**What you should do**
Using the entries that follow, write out the line containing "pub struct DBService", the line containing "any pending migrations.", and every line between them, exactly and nothing else.

**Dataset entries**
━━━━━━━━━━━━━━━━━━━━
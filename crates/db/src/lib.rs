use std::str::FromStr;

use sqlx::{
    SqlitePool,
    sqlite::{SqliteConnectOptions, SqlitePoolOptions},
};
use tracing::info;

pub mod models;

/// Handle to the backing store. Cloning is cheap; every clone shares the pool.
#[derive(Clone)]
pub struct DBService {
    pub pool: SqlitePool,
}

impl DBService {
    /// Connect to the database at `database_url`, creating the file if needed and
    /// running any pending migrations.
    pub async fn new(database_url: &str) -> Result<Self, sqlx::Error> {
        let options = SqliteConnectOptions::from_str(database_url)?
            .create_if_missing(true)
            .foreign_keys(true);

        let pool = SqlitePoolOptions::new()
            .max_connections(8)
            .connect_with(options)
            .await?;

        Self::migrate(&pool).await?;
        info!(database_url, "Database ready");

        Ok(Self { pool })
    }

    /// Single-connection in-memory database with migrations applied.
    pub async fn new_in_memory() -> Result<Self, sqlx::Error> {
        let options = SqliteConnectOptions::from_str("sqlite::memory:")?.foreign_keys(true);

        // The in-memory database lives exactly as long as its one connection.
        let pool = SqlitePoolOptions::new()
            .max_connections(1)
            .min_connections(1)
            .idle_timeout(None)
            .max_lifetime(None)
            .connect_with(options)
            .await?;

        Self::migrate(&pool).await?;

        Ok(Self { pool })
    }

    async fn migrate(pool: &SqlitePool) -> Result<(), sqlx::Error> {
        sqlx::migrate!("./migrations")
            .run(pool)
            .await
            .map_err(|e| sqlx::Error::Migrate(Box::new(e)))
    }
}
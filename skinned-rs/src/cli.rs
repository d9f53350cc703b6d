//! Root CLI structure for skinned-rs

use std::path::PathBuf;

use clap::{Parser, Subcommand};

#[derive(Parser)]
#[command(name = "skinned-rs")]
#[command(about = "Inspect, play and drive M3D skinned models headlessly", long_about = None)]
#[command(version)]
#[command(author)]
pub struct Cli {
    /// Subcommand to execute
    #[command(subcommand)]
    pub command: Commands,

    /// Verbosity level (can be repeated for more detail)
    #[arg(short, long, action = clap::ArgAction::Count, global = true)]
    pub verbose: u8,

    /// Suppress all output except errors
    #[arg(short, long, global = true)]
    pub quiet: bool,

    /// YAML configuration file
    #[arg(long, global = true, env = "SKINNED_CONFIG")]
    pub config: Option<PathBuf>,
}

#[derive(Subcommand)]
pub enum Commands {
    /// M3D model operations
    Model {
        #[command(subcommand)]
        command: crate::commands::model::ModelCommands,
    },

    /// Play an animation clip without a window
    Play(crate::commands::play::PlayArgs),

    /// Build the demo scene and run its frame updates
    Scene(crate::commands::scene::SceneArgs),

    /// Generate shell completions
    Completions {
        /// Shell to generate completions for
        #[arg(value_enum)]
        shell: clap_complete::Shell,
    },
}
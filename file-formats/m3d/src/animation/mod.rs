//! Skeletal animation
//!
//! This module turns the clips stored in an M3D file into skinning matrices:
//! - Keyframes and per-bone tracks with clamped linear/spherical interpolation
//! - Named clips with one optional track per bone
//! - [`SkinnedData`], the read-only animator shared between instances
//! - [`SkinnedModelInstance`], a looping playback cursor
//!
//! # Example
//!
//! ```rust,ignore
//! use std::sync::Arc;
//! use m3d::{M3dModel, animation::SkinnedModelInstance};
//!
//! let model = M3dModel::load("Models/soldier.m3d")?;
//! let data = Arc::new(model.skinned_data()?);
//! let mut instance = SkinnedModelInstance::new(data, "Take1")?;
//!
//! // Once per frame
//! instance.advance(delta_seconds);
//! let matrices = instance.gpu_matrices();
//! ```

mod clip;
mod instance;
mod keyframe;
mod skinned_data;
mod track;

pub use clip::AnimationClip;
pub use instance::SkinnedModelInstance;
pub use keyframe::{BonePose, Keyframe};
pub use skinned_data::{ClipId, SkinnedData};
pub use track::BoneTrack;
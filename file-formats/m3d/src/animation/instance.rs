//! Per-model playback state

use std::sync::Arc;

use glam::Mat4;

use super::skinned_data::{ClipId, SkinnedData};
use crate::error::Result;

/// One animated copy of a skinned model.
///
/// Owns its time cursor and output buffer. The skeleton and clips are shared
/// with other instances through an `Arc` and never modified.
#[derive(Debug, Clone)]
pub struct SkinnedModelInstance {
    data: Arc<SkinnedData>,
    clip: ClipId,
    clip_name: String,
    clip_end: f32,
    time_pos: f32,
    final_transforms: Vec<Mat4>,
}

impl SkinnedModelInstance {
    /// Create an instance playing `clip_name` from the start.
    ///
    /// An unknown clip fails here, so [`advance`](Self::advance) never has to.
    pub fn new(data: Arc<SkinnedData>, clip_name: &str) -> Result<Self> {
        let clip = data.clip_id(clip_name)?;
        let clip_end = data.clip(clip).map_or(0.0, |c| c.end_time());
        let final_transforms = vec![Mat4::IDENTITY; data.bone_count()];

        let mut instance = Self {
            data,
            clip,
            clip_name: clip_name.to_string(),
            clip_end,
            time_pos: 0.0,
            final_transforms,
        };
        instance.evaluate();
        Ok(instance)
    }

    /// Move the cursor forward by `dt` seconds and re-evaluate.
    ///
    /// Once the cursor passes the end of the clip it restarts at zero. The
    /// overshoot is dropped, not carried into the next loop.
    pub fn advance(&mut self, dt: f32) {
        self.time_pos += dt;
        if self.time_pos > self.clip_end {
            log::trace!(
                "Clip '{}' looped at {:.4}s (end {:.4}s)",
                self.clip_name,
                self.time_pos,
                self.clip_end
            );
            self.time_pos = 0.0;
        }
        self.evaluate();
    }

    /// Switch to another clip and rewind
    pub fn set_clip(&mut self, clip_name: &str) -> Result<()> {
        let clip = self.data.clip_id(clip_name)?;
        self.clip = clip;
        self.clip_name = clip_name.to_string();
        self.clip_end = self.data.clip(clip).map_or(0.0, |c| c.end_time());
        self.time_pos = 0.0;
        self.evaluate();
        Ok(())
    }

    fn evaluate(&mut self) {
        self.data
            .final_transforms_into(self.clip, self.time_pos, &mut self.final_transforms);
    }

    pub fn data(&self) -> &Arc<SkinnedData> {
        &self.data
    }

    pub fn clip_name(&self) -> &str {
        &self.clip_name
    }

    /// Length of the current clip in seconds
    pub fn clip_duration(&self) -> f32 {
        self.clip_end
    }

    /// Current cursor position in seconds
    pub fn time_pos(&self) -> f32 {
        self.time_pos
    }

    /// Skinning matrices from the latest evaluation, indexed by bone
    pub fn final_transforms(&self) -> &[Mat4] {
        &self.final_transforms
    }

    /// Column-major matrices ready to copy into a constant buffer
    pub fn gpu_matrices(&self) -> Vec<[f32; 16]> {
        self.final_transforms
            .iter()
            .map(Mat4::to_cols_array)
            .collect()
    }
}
━━━━━━━━━━━━━━━━━━━━
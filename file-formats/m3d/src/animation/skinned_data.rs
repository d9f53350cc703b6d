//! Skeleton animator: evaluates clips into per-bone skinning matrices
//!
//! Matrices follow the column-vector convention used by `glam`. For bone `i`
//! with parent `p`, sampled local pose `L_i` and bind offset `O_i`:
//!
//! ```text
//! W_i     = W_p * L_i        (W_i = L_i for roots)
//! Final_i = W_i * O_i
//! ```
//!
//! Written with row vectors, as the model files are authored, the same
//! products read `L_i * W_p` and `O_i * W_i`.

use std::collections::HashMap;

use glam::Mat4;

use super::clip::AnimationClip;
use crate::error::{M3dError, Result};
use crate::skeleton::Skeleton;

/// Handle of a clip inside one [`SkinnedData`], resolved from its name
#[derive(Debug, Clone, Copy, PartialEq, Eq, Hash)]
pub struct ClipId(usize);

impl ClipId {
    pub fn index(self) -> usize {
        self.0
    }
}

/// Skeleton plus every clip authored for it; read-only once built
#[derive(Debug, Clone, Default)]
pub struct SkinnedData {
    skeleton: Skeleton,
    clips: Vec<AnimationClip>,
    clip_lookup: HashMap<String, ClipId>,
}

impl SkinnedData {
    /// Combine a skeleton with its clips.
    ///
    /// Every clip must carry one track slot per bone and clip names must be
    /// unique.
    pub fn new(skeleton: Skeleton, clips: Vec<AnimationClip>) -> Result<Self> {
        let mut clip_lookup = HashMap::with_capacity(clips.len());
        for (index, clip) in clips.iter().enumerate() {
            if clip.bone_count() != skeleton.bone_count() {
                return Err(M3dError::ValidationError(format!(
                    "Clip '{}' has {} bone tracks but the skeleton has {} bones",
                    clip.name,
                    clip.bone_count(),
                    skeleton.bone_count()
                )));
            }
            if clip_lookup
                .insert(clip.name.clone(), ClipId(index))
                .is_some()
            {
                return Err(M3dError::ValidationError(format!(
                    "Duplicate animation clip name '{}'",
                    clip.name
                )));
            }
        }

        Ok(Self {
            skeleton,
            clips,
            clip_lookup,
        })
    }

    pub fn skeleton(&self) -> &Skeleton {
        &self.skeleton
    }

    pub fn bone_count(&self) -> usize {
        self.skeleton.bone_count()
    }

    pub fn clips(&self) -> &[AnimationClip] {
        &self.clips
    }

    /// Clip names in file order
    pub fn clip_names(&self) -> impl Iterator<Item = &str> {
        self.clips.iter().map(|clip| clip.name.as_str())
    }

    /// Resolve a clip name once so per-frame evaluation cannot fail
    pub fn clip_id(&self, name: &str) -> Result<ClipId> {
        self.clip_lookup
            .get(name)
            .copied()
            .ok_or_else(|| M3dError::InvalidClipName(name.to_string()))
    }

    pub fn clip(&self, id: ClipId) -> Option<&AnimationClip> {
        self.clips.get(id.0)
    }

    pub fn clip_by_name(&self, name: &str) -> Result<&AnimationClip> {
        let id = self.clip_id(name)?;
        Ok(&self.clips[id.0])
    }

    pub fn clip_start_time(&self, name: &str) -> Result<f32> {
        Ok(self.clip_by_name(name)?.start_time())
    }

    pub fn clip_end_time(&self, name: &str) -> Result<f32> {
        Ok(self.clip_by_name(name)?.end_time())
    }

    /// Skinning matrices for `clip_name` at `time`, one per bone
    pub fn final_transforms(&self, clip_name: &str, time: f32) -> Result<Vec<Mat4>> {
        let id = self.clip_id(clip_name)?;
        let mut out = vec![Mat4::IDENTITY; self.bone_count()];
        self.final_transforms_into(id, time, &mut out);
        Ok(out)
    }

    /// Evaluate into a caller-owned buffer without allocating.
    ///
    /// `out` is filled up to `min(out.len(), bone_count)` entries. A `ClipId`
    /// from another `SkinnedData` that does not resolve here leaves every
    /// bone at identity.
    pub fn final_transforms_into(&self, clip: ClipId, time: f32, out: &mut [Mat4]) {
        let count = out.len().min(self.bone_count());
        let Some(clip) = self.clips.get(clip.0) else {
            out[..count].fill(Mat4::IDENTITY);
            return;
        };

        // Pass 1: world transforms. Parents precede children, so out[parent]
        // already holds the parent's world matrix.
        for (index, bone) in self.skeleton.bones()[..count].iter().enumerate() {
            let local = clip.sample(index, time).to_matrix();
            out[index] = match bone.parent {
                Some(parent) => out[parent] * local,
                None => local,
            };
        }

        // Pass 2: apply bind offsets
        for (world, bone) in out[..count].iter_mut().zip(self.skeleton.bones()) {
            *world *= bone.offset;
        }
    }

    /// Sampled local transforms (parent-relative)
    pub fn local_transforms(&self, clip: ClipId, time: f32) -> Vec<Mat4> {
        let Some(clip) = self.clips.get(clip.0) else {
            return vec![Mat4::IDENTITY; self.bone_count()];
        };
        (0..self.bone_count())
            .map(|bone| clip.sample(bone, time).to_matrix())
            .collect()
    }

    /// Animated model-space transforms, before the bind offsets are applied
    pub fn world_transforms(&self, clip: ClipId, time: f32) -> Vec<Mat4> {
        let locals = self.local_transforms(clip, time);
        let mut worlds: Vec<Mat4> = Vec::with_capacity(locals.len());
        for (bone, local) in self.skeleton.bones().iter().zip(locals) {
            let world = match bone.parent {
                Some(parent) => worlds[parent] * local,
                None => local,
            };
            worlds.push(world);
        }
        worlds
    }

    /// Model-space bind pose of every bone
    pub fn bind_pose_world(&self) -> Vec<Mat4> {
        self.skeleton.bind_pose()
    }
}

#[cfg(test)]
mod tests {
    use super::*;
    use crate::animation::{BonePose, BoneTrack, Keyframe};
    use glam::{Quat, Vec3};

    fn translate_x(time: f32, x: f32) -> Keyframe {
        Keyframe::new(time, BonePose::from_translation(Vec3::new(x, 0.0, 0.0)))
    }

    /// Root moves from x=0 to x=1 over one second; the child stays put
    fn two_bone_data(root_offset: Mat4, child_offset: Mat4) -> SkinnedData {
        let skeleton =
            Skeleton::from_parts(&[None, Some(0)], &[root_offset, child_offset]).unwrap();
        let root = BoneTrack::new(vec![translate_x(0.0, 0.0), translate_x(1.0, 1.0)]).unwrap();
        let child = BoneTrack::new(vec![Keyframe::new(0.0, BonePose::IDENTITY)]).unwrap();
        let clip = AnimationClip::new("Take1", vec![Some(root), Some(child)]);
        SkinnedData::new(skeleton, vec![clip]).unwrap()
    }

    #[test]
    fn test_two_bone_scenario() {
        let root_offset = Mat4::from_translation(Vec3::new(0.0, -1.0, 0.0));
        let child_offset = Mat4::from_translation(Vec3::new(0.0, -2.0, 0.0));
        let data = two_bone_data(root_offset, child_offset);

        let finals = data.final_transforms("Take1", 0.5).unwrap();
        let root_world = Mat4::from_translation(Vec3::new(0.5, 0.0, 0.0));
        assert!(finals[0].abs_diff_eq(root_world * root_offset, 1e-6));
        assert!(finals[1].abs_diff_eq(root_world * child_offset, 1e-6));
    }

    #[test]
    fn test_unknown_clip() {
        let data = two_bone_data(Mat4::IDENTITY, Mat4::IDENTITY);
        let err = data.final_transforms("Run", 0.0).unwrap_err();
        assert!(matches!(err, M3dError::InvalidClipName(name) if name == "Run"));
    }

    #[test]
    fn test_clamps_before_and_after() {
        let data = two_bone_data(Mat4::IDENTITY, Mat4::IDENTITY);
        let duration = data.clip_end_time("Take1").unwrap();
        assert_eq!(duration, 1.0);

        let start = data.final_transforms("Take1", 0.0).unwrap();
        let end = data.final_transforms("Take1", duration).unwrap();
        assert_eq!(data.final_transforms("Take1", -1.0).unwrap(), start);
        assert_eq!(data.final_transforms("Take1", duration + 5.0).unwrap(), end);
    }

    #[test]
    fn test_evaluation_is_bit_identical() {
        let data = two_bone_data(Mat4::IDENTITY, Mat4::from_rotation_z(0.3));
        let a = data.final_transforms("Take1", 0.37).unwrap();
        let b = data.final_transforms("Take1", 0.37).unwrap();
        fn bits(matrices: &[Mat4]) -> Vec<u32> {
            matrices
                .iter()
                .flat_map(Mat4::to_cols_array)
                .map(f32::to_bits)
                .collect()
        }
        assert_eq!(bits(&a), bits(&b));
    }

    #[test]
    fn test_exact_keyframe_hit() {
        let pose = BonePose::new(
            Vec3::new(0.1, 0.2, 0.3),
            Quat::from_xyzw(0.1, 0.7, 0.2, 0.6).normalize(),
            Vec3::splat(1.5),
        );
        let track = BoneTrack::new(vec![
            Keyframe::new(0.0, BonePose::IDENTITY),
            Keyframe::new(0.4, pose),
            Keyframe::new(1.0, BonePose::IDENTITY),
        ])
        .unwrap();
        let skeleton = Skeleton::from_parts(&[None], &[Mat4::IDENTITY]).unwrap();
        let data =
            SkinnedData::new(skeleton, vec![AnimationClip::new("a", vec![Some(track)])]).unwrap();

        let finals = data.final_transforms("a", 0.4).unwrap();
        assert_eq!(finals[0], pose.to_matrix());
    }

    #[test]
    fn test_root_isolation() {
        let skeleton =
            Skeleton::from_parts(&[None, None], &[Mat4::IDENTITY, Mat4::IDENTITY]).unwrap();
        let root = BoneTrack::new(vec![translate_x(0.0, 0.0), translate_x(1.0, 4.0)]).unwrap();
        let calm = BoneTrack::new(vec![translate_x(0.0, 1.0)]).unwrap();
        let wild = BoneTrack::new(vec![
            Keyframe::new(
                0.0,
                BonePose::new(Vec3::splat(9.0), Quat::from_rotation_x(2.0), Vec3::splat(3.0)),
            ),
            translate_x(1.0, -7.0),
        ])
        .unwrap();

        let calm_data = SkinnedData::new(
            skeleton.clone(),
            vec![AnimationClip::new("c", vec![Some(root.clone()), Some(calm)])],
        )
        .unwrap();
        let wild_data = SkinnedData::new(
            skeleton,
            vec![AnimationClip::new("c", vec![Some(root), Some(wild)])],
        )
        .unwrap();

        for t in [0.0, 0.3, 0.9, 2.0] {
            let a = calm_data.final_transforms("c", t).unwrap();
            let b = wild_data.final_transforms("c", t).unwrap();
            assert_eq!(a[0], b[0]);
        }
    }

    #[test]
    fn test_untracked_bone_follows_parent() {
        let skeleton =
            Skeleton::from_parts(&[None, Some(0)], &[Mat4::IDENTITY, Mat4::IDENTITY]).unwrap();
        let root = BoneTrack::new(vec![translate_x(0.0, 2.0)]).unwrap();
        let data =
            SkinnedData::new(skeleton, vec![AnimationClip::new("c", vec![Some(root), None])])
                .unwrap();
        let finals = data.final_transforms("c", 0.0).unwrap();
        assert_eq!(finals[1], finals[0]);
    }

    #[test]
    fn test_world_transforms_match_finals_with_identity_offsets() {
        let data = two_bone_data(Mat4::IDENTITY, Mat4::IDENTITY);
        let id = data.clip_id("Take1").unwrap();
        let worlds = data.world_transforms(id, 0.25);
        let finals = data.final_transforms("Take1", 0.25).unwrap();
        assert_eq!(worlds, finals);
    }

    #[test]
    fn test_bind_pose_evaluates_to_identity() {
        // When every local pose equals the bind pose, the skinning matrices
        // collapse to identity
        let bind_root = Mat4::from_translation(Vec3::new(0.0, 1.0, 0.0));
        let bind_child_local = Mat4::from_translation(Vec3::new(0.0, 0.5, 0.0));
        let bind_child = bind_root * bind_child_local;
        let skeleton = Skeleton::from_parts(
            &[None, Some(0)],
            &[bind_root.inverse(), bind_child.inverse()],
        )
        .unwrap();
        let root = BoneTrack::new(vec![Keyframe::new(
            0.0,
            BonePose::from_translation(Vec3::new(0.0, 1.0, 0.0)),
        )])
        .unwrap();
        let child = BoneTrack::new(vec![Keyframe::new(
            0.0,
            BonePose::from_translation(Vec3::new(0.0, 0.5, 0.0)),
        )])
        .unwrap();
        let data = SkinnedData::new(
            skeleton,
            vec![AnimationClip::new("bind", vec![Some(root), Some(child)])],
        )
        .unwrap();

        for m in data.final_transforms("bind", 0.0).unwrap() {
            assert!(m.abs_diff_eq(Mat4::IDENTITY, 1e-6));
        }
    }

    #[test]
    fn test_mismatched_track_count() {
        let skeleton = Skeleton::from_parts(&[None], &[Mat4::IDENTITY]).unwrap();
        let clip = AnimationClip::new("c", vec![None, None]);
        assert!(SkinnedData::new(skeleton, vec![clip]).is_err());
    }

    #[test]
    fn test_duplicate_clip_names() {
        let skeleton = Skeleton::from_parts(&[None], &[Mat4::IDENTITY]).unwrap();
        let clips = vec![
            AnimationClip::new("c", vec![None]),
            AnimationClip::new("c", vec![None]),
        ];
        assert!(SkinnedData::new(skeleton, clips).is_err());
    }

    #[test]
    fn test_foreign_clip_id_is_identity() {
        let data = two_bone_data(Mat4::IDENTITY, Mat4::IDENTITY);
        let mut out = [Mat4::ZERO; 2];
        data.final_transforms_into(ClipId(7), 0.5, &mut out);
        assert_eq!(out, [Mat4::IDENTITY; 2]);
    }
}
━━━━━━━━━━━━━━━━━━━━
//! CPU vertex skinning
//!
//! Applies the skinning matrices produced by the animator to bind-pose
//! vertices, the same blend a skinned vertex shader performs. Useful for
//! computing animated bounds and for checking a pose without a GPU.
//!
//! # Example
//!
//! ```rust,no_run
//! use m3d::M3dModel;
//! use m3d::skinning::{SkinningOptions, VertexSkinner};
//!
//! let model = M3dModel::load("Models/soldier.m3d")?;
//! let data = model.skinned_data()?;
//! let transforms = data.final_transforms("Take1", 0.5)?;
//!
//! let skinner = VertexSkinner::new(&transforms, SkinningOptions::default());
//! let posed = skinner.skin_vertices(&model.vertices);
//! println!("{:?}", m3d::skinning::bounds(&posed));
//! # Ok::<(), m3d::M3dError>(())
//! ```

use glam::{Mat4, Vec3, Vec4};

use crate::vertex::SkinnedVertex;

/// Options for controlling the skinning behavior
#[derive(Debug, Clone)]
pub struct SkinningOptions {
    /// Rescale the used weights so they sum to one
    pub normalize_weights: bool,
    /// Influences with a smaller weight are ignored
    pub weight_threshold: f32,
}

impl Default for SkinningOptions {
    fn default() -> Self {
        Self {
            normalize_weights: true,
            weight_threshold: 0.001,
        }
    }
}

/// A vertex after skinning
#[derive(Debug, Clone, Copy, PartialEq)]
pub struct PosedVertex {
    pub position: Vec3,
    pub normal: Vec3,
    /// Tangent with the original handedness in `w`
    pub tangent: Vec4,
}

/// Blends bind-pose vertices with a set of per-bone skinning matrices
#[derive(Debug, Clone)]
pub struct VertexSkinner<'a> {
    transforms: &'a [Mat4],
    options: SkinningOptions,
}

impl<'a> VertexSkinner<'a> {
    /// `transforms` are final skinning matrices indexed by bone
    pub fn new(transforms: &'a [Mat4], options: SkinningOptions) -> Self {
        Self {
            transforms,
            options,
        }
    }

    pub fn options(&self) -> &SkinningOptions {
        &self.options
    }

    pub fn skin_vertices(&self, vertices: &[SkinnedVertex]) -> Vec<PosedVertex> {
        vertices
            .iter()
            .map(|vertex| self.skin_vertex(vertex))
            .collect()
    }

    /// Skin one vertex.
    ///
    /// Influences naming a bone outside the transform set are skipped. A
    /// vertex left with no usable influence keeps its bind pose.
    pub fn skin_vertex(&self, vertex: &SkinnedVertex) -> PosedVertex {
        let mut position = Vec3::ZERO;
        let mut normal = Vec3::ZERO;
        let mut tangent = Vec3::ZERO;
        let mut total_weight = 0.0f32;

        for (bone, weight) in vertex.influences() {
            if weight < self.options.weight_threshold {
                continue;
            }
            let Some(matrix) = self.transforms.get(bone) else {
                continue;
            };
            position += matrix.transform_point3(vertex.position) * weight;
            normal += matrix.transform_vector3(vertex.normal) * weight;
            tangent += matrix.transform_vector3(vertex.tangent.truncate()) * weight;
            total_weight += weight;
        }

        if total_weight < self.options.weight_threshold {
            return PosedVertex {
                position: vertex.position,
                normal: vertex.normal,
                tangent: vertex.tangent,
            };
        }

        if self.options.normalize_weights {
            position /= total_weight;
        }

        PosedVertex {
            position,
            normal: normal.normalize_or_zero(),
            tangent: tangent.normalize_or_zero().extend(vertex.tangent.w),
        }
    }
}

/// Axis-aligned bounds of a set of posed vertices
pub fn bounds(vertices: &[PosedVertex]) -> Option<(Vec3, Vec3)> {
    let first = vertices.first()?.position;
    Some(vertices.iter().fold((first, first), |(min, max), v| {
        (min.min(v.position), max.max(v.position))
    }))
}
━━━━━━━━━━━━━━━━━━━━
**Exercise result**
pub struct DBService {
    pub pool: SqlitePool,
}

impl DBService {
    /// Connect to the database at `database_url`, creating the file if needed and
    /// running any pending migrations.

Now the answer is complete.